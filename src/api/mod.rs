//! Sources of ledger data.
//!
//! A `Ledger` fetches everything needed to build one project's expense tree. The HTTP
//! implementation talks to the ledger API configured in `config.json`; the file implementation
//! reads the same JSON from disk.

mod file;
mod http;
#[cfg(test)]
mod memory;

use crate::model::LedgerData;
use crate::{Config, Result};
use anyhow::{bail, Context};
use std::path::Path;
use tracing::debug;

pub(crate) use file::FileLedger;
pub(crate) use http::HttpLedger;
#[cfg(test)]
pub(crate) use memory::MemoryLedger;

/// A source of ledger data. Fetches are not retried.
#[async_trait::async_trait]
pub(crate) trait Ledger {
    /// Fetches the ledger lines, labels and totals of `project`.
    async fn get_data(&mut self, project: &str) -> Result<LedgerData>;
}

/// Chooses the ledger source for a command: a local file or directory when `file` is given,
/// otherwise the configured API.
pub(crate) fn ledger(config: &Config, file: Option<&Path>) -> Result<Box<dyn Ledger + Send>> {
    if let Some(path) = file {
        debug!("Reading ledger data from {}", path.display());
        return Ok(Box::new(FileLedger::new(path)));
    }
    match config.api_url() {
        Some(url) => {
            debug!("Fetching ledger data from {url}");
            Ok(Box::new(HttpLedger::new(
                url.clone(),
                config.api_token().map(str::to_string),
            )))
        }
        None => bail!(
            "No api_url is configured in '{}' and no --file was given",
            config.config_path().display()
        ),
    }
}

/// Decodes a ledger payload. Sources either send the full object or a bare array of records.
pub(crate) fn decode(body: &str) -> Result<LedgerData> {
    let value: serde_json::Value =
        serde_json::from_str(body).context("The ledger payload is not valid JSON")?;
    let value = match value {
        serde_json::Value::Array(records) => serde_json::json!({ "records": records }),
        other => other,
    };
    serde_json::from_value(value).context("The ledger payload does not have the expected shape")
}

#[cfg(test)]
mod tests {
    use super::*;
    use crate::test::TestEnv;

    #[test]
    fn test_decode_object() {
        let data = decode(r#"{"records": [{"nature": "0060", "descri": "Bolsas"}]}"#).unwrap();
        assert_eq!(data.records.len(), 1);
    }

    #[test]
    fn test_decode_bare_array() {
        let data = decode(r#"[{"nature": "00600001", "value": "1.5", "debcrd": "2"}]"#).unwrap();
        assert_eq!(data.records.len(), 1);
        assert!(data.records[0].is_valid_debit());
    }

    #[test]
    fn test_decode_garbage() {
        assert!(decode("<html>").is_err());
        assert!(decode(r#"{"records": 5}"#).is_err());
    }

    #[tokio::test]
    async fn test_ledger_requires_a_source() {
        let env = TestEnv::new().await;
        assert!(ledger(&env.config(), None).is_err());
        assert!(ledger(&env.config(), Some(Path::new("ledger.json"))).is_ok());
    }
}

:: WHAT NEEDS TO BE DONE ::
What you return should be the lines from the start of the data through the line with "let value: serde_json::Value", quoted exactly and nothing more.

:: ANSWER SECTION ::
filename src/api/mod.rs
//! Sources of ledger data.
//!
//! A `Ledger` fetches everything needed to build one project's expense tree. The HTTP
//! implementation talks to the ledger API configured in `config.json`; the file implementation
//! reads the same JSON from disk.

mod file;
mod http;
#[cfg(test)]
mod memory;

use crate::model::LedgerData;
use crate::{Config, Result};
use anyhow::{bail, Context};
use std::path::Path;
use tracing::debug;

pub(crate) use file::FileLedger;
pub(crate) use http::HttpLedger;
#[cfg(test)]
pub(crate) use memory::MemoryLedger;

/// A source of ledger data. Fetches are not retried.
#[async_trait::async_trait]
pub(crate) trait Ledger {
    /// Fetches the ledger lines, labels and totals of `project`.
    async fn get_data(&mut self, project: &str) -> Result<LedgerData>;
}

/// Chooses the ledger source for a command: a local file or directory when `file` is given,
/// otherwise the configured API.
pub(crate) fn ledger(config: &Config, file: Option<&Path>) -> Result<Box<dyn Ledger + Send>> {
    if let Some(path) = file {
        debug!("Reading ledger data from {}", path.display());
        return Ok(Box::new(FileLedger::new(path)));
    }
    match config.api_url() {
        Some(url) => {
            debug!("Fetching ledger data from {url}");
            Ok(Box::new(HttpLedger::new(
                url.clone(),
                config.api_token().map(str::to_string),
            )))
        }
        None => bail!(
            "No api_url is configured in '{}' and no --file was given",
            config.config_path().display()
        ),
    }
}

/// Decodes a ledger payload. Sources either send the full object or a bare array of records.
pub(crate) fn decode(body: &str) -> Result<LedgerData> {
    let value: serde_json::Value =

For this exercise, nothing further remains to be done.